William Gladstone’s first ministry transformed British politics by its response to needed reform measures in Ireland and in education, the military, and the structure and administration of the British government. Gladstone understood the impact of the Reform Acts of 1867-1868 extending the vote, and he recognized democracy as a historical force that would be further evident in 1885, which saw additional legislation, giving all men the right to vote.

Gladstone’s domestic agenda during his first ministry set the tone for British politics to 1914, when World War I began; Gladstone’s Liberals and the Conservatives vied with one another in their attempts to gain and sustain the loyalty of the voters. Gladstone also recognized the importance of building and reinforcing the Liberal Party Liberal Party (Great Britain) at all levels—boroughs, counties, municipalities, regional (Scotland, Wales, and Ireland), and national.

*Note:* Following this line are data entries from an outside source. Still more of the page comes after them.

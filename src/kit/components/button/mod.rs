// Button component for OrbitKit

mod event;
mod state;
mod styles;

#[cfg(test)]
mod tests;

pub use event::{ActivationDetail, ActivationEvent, BUTTON_CLICK};
pub use state::{
    AttributePolicy, AttributeToken, ButtonSize, ButtonState, ButtonVariant, Classification,
    ParseTokenError, Token, BASE_CLASS, DISABLED_ATTRIBUTE, LOADING_ATTRIBUTE, LOADING_CLASS,
    OBSERVED_ATTRIBUTES, SIZE_ATTRIBUTE, VARIANT_ATTRIBUTE,
};
pub use styles::button_stylesheet;

use std::any::Any;
use std::sync::Arc;

use crate::component::{
    Callback, Component, ComponentError, Context, CustomElement, LifecyclePhase, Node, NodeId,
};
use crate::config::ButtonConfig;
use crate::events::{EventDelegate, EventPropagation, ListenerId, PointerEvent};
use crate::layout::Rect;
use crate::registry::ElementFactory;
use crate::scheduler::TimerTask;

pub const SPINNER_CLASS: &str = "spinner";
pub const RIPPLE_CLASS: &str = "ripple";

/// Properties for the Button component
///
/// `None` leaves the corresponding attribute untouched, so a wrapper only
/// forwards what it knows about.
#[derive(Debug, Clone, Default)]
pub struct ButtonProps {
    /// Visual style variant of the button
    pub variant: Option<ButtonVariant>,
    /// Size variant of the button
    pub size: Option<ButtonSize>,
    /// Whether the button is disabled
    pub disabled: Option<bool>,
    /// Whether the button shows its spinner and ignores activation
    pub loading: Option<bool>,
    /// Listener for `button-click`, replacing any listener installed by earlier props
    pub on_click: Option<Callback<ActivationDetail>>,
}

/// Button widget with variants, sizes, a loading state and ripple feedback
///
/// The host node carries the four presentation attributes; the encapsulated
/// tree holds a `<style>`, the clickable `<button>`, its spinner and a slot for
/// the label. Every attribute change re-derives the classes of the clickable
/// element from [`ButtonState::classify`].
///
/// # Examples
///
/// ```
/// use orbit_button::prelude::*;
///
/// let mut button = CustomButton::create(ButtonProps::default(), Context::new());
/// button.set_variant(ButtonVariant::Danger);
/// button.set_loading(true);
///
/// let clickable = button.clickable().unwrap();
/// assert!(clickable.has_class("button--danger"));
/// assert!(clickable.has_attribute("disabled"));
/// ```
#[derive(Debug)]
pub struct CustomButton {
    /// Host element carrying the attributes
    host: Node,
    /// Encapsulated render tree
    shadow_root: Option<Node>,
    /// Clickable element inside the shadow root
    button_id: Option<NodeId>,
    /// Loading spinner inside the clickable element
    spinner_id: Option<NodeId>,
    delegate: Arc<EventDelegate>,
    context: Context,
    config: ButtonConfig,
    /// Listener installed from `ButtonProps::on_click`
    click_listener: Option<ListenerId>,
}

impl CustomButton {
    /// Factory for registering the button under `config.tag_name`
    pub fn factory(config: ButtonConfig) -> ElementFactory {
        Arc::new(move |context: Context| {
            if let Err(err) = context.context_provider().provide(config.clone()) {
                log::error!("failed to provide button config: {err}");
            }
            Box::new(CustomButton::create(ButtonProps::default(), context)) as Box<dyn CustomElement>
        })
    }

    pub fn config(&self) -> &ButtonConfig {
        &self.config
    }

    pub fn context(&self) -> &Context {
        &self.context
    }

    /// Current presentation state read from the host attributes
    pub fn state(&self) -> ButtonState {
        ButtonState::from_attributes(&self.host, self.config.attribute_policy)
    }

    pub fn variant(&self) -> Token<ButtonVariant> {
        self.state().variant
    }

    pub fn set_variant(&mut self, variant: ButtonVariant) {
        self.set_attribute(VARIANT_ATTRIBUTE, variant.as_str());
    }

    pub fn size(&self) -> Token<ButtonSize> {
        self.state().size
    }

    pub fn set_size(&mut self, size: ButtonSize) {
        self.set_attribute(SIZE_ATTRIBUTE, size.as_str());
    }

    pub fn disabled(&self) -> bool {
        self.host.has_attribute(DISABLED_ATTRIBUTE)
    }

    pub fn set_disabled(&mut self, disabled: bool) {
        self.set_flag(DISABLED_ATTRIBUTE, disabled);
    }

    pub fn loading(&self) -> bool {
        self.host.has_attribute(LOADING_ATTRIBUTE)
    }

    pub fn set_loading(&mut self, loading: bool) {
        self.set_flag(LOADING_ATTRIBUTE, loading);
    }

    /// The clickable element inside the shadow root
    pub fn clickable(&self) -> Option<&Node> {
        let root = self.shadow_root.as_ref()?;
        root.find(self.button_id?)
    }

    pub fn spinner(&self) -> Option<&Node> {
        let root = self.shadow_root.as_ref()?;
        root.find(self.spinner_id?)
    }

    /// Whether the spinner is currently displayed
    pub fn spinner_visible(&self) -> bool {
        self.spinner()
            .and_then(|spinner| spinner.style("display"))
            .is_some_and(|display| display != "none")
    }

    /// Number of ripples currently in the tree
    pub fn ripple_count(&self) -> usize {
        self.clickable()
            .map_or(0, |button| button.count_class(RIPPLE_CLASS))
    }

    /// Append light-DOM content (the label projected through the slot)
    pub fn append_content(&mut self, child: Node) -> NodeId {
        self.host.append_child(child)
    }

    fn set_flag(&mut self, name: &str, on: bool) {
        if on {
            self.set_attribute(name, "");
        } else {
            self.remove_attribute(name);
        }
    }

    fn apply_props(&mut self, props: ButtonProps) {
        if let Some(variant) = props.variant {
            self.set_variant(variant);
        }
        if let Some(size) = props.size {
            self.set_size(size);
        }
        if let Some(disabled) = props.disabled {
            self.set_disabled(disabled);
        }
        if let Some(loading) = props.loading {
            self.set_loading(loading);
        }

        if let Some(previous) = self.click_listener.take() {
            self.delegate.off(previous);
        }
        if let Some(on_click) = props.on_click {
            let listener = self
                .delegate
                .on::<ActivationEvent>(BUTTON_CLICK, move |event, _| {
                    on_click.call(event.detail.clone())
                });
            self.click_listener = Some(listener);
        }
    }

    fn build_shadow_root(&mut self) -> Result<(), ComponentError> {
        let stylesheet = button_stylesheet(&self.config.theme)?;

        let spinner = Node::new("span")
            .with_class(SPINNER_CLASS)
            .with_style("display", "none");
        let spinner_id = spinner.id();

        let button = Node::new("button")
            .with_class(ButtonState::default().classify().class_name())
            .with_attribute("type", "button")
            .with_child(spinner)
            .with_child(Node::new("slot"));
        let button_id = button.id();

        let root = Node::new("template")
            .with_attribute("shadowrootmode", "open")
            .with_child(Node::new("style").with_text(stylesheet.to_string()))
            .with_child(button);

        self.shadow_root = Some(root);
        self.button_id = Some(button_id);
        self.spinner_id = Some(spinner_id);
        Ok(())
    }

    /// Re-derive the clickable element's classes, disabled flag and spinner
    fn update_button(&mut self) {
        let classification = self.state().classify();

        let (Some(root), Some(button_id), Some(spinner_id)) =
            (self.shadow_root.as_mut(), self.button_id, self.spinner_id)
        else {
            log::trace!("button {} has no render root; skipping update", self.host.id());
            return;
        };

        if let Some(button) = root.find_mut(button_id) {
            button.set_class_name(classification.class_name());
            if classification.native_disabled {
                button.set_attribute(DISABLED_ATTRIBUTE, "");
            } else {
                button.remove_attribute(DISABLED_ATTRIBUTE);
            }
        }
        if let Some(spinner) = root.find_mut(spinner_id) {
            spinner.set_style("display", classification.spinner_display());
        }

        log::trace!(
            "button {} classified as '{}'",
            self.host.id(),
            classification.class_name()
        );
    }

    fn create_ripple(&mut self, event: &PointerEvent) -> Result<(), ComponentError> {
        let (Some(root), Some(button_id)) = (self.shadow_root.as_mut(), self.button_id) else {
            return Ok(());
        };
        let button = root
            .find_mut(button_id)
            .ok_or(ComponentError::MissingShadowPart("button"))?;

        let bounds = button.bounds();
        let diameter = bounds.size.max_side();
        let local = bounds.to_local(event.client);
        let duration = self.config.ripple_duration_ms;

        let ripple = Node::new("span")
            .with_class(RIPPLE_CLASS)
            .with_style("width", px(diameter))
            .with_style("height", px(diameter))
            .with_style("left", px(local.x - diameter / 2.0))
            .with_style("top", px(local.y - diameter / 2.0))
            .with_style("animation-duration", format!("{duration}ms"));
        let ripple_id = button.append_child(ripple);

        let due_at = self.context.now_ms().saturating_add(duration);
        self.context.timers().schedule(
            due_at,
            TimerTask::RemoveRipple {
                widget: self.host.id(),
                ripple: ripple_id,
            },
        )?;
        Ok(())
    }

    /// Remove one ripple; returns `false` if it is already gone
    fn remove_ripple(&mut self, ripple: NodeId) -> bool {
        let (Some(root), Some(button_id)) = (self.shadow_root.as_mut(), self.button_id) else {
            return false;
        };
        root.find_mut(button_id)
            .and_then(|button| button.remove_child(ripple))
            .is_some()
    }

    fn clear_ripples(&mut self) -> usize {
        let (Some(root), Some(button_id)) = (self.shadow_root.as_mut(), self.button_id) else {
            return 0;
        };
        root.find_mut(button_id)
            .map_or(0, |button| button.remove_children_with_class(RIPPLE_CLASS))
    }
}

fn px(value: f32) -> String {
    format!("{value}px")
}

impl Component for CustomButton {
    type Props = ButtonProps;

    fn create(props: Self::Props, context: Context) -> Self {
        let config = context
            .context_provider()
            .consume::<ButtonConfig>()
            .unwrap_or_default();
        let host = Node::new(config.tag_name.clone());
        let delegate = Arc::new(EventDelegate::new(Some(host.id())));

        let mut button = Self {
            host,
            shadow_root: None,
            button_id: None,
            spinner_id: None,
            delegate,
            context,
            config,
            click_listener: None,
        };

        if let Err(err) = button.build_shadow_root() {
            log::error!("button {} could not build its render root: {err}", button.host.id());
        }
        button.update_button();
        button.apply_props(props);
        button
    }

    fn mount(&mut self) -> Result<(), ComponentError> {
        self.connected()
    }

    fn update(&mut self, props: Self::Props) -> Result<(), ComponentError> {
        self.apply_props(props);
        Ok(())
    }

    fn unmount(&mut self) -> Result<(), ComponentError> {
        self.disconnected()
    }

    fn render(&self) -> Result<Vec<Node>, ComponentError> {
        Ok(self.shadow_root.iter().cloned().collect())
    }

    fn as_any(&self) -> &dyn Any {
        self
    }

    fn as_any_mut(&mut self) -> &mut dyn Any {
        self
    }
}

impl CustomElement for CustomButton {
    fn observed_attributes(&self) -> &'static [&'static str] {
        OBSERVED_ATTRIBUTES
    }

    fn host(&self) -> &Node {
        &self.host
    }

    fn host_mut(&mut self) -> &mut Node {
        &mut self.host
    }

    fn shadow_root(&self) -> Option<&Node> {
        self.shadow_root.as_ref()
    }

    fn event_delegate(&self) -> &Arc<EventDelegate> {
        &self.delegate
    }

    fn attribute_changed(&mut self, name: &str, old_value: Option<&str>, new_value: Option<&str>) {
        log::debug!(
            "button {} attribute '{name}' changed: {old_value:?} -> {new_value:?}",
            self.host.id()
        );
        let check = match name {
            VARIANT_ATTRIBUTE => Token::<ButtonVariant>::validate(new_value),
            SIZE_ATTRIBUTE => Token::<ButtonSize>::validate(new_value),
            _ => Ok(()),
        };
        if let Err(err) = check {
            log::warn!("{err}; policy {:?}", self.config.attribute_policy);
        }
        self.update_button();
    }

    fn connected(&mut self) -> Result<(), ComponentError> {
        self.context.transition(
            "mount",
            &[
                LifecyclePhase::Created,
                LifecyclePhase::Mounted,
                LifecyclePhase::Unmounted,
            ],
            LifecyclePhase::Mounted,
        )?;
        self.update_button();
        log::debug!("button {} connected", self.host.id());
        Ok(())
    }

    fn disconnected(&mut self) -> Result<(), ComponentError> {
        self.context
            .transition(
                "unmount",
                &[LifecyclePhase::Mounted, LifecyclePhase::Unmounted],
                LifecyclePhase::Unmounted,
            )?;
        let cleared = self.clear_ripples();
        log::debug!(
            "button {} disconnected, dropped {cleared} ripple(s)",
            self.host.id()
        );
        Ok(())
    }

    fn handle_pointer(
        &mut self,
        event: &PointerEvent,
        propagation: &mut EventPropagation,
    ) -> Result<(), ComponentError> {
        let state = self.state();
        if state.is_inert() {
            propagation.prevent_default();
            propagation.stop_propagation();
            log::debug!(
                "button {} ignored activation (disabled: {}, loading: {})",
                self.host.id(),
                state.disabled,
                state.loading
            );
            return Ok(());
        }

        self.create_ripple(event)?;

        let detail = ActivationDetail {
            timestamp: self.context.now_ms(),
            variant: state.variant.to_string(),
            size: state.size.to_string(),
        };
        self.delegate.dispatch(&detail.into_event());
        Ok(())
    }

    fn run_timer(&mut self, task: &TimerTask) {
        match task {
            TimerTask::RemoveRipple { widget, ripple } if *widget == self.host.id() => {
                if !self.remove_ripple(*ripple) {
                    log::trace!("ripple {ripple} already gone");
                }
            }
            TimerTask::RemoveRipple { .. } => {}
        }
    }

    fn set_bounds(&mut self, bounds: Rect) {
        self.host.set_bounds(bounds);
        let (Some(root), Some(button_id)) = (self.shadow_root.as_mut(), self.button_id) else {
            return;
        };
        if let Some(button) = root.find_mut(button_id) {
            button.set_bounds(bounds);
        }
    }

    fn as_any(&self) -> &dyn Any {
        self
    }

    fn as_any_mut(&mut self) -> &mut dyn Any {
        self
    }
}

While his Liberal Party did not survive as a major political party beyond the Great Depression, it attained significant domestic achievements and improved the quality of life for most Britons; the seeds of those later gains were visible during Gladstone’s first ministry.

Gladstone’s hope that Britain would restrain its imperial ambitions and avoid entangling alliances and alignments with European powers did not succeed. Indeed, Liberal governments prior to 1914 were actively, though secretly, involved in expanding Britain’s diplomatic commitments.

Further Reading

  • Beeler, John F. British Naval Policy in the Gladstone-Disraeli Era, 1866-1880. Stanford, Calif.: Stanford University Press, 1997. An important scholarly work on how Gladstone and Disraeli developed naval policy within the context of national security and imperial considerations.
  • Biagini, Eugenio F. Gladstone. New York: St. Martin’s Press, 2000. Part of the British History in Perspective series, this book is useful as an introduction to many of the issues that were reflected in Gladstone’s policies and decisions.
  • Feuchtwanger, E. J. Gladstone. London: Allen Lane, 1975. A very readable and still-useful introduction to the life of William Gladstone.
  • Jagger, Peter John, ed. Gladstone. London: Hambledon Press, 1998. A series of essays on Gladstone’s life, his politics, and his tenure as prime minister.
  • Jenkins, Roy. Gladstone: A Biography. New York: Random House, 1997. A worthwhile and readable biography of Gladstone by the late Labour Party leader and Chancellor of the Exchequer.
  • Matthew, Henry Colin Gray. Gladstone, 1809-1898. New York: Oxford University Press, 1997. Originally published in two volumes (Gladstone, 1809-1874, and Gladstone, 1875-1898), Matthew’s biography remains the most authoritative and comprehensive work on Gladstone.
  • Partridge, Michael Stephen. Gladstone. New York: Routledge, 2003. A solid biography of Gladstone that provides a balanced and critical analysis of the Liberal leader.
  • Willis, Michael. Gladstone and Disraeli: Principles and Policies. New York: Cambridge University Press, 1989. A scholarly comparative analysis of the concepts that motivated William Gladstone and Benjamin Disraeli and how those values were reflected in their domestic and foreign policies.
  • Winstanley, Michael. Gladstone and the Liberal Party. New York: Routledge, 1990. A useful guide for undergraduate students that focuses on issues related to Gladstone as a politician.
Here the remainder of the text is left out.